■ Exercise description ■
Where a line of the records holds the string "OperationErrors", copy that line.

▼

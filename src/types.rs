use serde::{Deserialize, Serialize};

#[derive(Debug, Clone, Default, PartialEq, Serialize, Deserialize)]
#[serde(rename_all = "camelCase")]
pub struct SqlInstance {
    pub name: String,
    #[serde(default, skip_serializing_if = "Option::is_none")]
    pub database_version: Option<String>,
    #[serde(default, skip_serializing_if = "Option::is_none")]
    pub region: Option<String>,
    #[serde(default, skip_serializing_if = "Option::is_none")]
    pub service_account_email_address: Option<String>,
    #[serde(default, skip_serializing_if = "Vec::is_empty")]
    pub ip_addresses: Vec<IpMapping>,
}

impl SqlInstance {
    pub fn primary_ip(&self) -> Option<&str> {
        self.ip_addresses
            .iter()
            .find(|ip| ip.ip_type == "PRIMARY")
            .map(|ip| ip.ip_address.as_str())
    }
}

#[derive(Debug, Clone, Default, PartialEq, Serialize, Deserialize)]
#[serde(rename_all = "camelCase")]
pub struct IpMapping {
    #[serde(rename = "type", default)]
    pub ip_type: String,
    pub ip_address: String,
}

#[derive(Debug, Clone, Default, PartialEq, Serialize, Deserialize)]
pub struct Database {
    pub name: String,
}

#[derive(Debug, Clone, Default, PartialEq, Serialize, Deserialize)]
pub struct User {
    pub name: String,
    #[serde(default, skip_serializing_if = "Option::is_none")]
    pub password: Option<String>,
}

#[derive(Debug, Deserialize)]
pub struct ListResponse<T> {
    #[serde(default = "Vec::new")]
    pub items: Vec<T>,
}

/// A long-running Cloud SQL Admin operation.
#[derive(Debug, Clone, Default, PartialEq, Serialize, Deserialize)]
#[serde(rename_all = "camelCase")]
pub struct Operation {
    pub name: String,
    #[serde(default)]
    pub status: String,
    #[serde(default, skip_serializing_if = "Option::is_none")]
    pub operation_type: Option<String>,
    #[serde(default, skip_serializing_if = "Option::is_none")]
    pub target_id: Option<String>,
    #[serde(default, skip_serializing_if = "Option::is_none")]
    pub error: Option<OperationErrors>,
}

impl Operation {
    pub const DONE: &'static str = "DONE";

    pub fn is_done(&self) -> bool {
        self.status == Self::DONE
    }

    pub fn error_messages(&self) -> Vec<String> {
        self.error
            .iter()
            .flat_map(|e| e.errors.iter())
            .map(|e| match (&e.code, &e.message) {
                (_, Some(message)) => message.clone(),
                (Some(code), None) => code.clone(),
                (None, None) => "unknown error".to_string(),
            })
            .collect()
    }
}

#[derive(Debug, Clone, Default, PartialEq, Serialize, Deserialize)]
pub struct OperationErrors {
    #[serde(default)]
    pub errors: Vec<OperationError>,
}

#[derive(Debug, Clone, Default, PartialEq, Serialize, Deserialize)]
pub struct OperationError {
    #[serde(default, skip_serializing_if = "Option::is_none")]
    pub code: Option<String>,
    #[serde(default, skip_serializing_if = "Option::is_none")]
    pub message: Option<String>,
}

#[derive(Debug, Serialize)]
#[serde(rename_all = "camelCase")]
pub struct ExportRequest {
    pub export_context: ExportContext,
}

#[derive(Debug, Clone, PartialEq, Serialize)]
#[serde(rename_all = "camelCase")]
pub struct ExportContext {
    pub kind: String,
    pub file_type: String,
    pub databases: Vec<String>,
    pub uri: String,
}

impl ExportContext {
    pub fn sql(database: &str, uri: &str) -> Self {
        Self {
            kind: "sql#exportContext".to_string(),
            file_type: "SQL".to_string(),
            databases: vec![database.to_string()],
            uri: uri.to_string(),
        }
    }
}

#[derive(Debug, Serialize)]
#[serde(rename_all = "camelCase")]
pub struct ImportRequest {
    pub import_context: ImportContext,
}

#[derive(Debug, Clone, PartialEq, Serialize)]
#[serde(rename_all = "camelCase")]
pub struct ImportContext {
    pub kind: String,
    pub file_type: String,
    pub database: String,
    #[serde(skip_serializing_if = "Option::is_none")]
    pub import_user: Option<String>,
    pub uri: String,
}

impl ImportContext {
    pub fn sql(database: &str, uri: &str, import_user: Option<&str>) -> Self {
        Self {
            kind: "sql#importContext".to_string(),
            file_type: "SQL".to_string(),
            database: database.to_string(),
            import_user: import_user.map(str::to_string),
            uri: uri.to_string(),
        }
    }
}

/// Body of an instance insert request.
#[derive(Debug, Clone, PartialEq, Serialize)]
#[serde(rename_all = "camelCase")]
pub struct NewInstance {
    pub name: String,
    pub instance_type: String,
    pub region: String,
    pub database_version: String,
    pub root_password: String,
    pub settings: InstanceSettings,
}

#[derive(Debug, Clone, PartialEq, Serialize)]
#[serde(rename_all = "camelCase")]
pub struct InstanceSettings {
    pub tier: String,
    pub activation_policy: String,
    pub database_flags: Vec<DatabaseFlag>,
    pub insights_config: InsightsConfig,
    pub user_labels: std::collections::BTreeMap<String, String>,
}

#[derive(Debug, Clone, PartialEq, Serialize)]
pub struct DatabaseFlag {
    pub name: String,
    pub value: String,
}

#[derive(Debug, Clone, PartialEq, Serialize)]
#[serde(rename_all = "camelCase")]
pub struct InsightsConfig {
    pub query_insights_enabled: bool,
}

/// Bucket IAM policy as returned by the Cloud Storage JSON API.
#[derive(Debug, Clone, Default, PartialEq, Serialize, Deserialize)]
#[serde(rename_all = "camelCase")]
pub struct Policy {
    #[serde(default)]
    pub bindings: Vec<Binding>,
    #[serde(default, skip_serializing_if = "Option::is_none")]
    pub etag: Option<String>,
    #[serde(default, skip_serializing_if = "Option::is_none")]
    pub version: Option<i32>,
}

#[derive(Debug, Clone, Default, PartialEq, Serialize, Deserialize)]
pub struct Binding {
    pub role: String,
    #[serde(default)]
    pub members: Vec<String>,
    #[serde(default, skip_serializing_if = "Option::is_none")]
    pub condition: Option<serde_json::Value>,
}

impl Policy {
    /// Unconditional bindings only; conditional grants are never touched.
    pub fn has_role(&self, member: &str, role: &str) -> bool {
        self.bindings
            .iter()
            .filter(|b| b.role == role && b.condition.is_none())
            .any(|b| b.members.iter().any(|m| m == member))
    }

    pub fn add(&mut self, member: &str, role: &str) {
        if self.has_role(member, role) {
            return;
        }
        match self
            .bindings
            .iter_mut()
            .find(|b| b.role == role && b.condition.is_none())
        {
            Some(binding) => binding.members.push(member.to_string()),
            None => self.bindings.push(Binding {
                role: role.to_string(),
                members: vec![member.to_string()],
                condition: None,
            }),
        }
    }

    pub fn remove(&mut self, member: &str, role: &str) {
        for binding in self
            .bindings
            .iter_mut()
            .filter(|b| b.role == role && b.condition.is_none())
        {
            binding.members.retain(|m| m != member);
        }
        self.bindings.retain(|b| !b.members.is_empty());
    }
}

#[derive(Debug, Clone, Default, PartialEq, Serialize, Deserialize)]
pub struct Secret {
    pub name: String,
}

▲

■ Solution below ■
    pub error: Option<OperationErrors>,
pub struct OperationErrors {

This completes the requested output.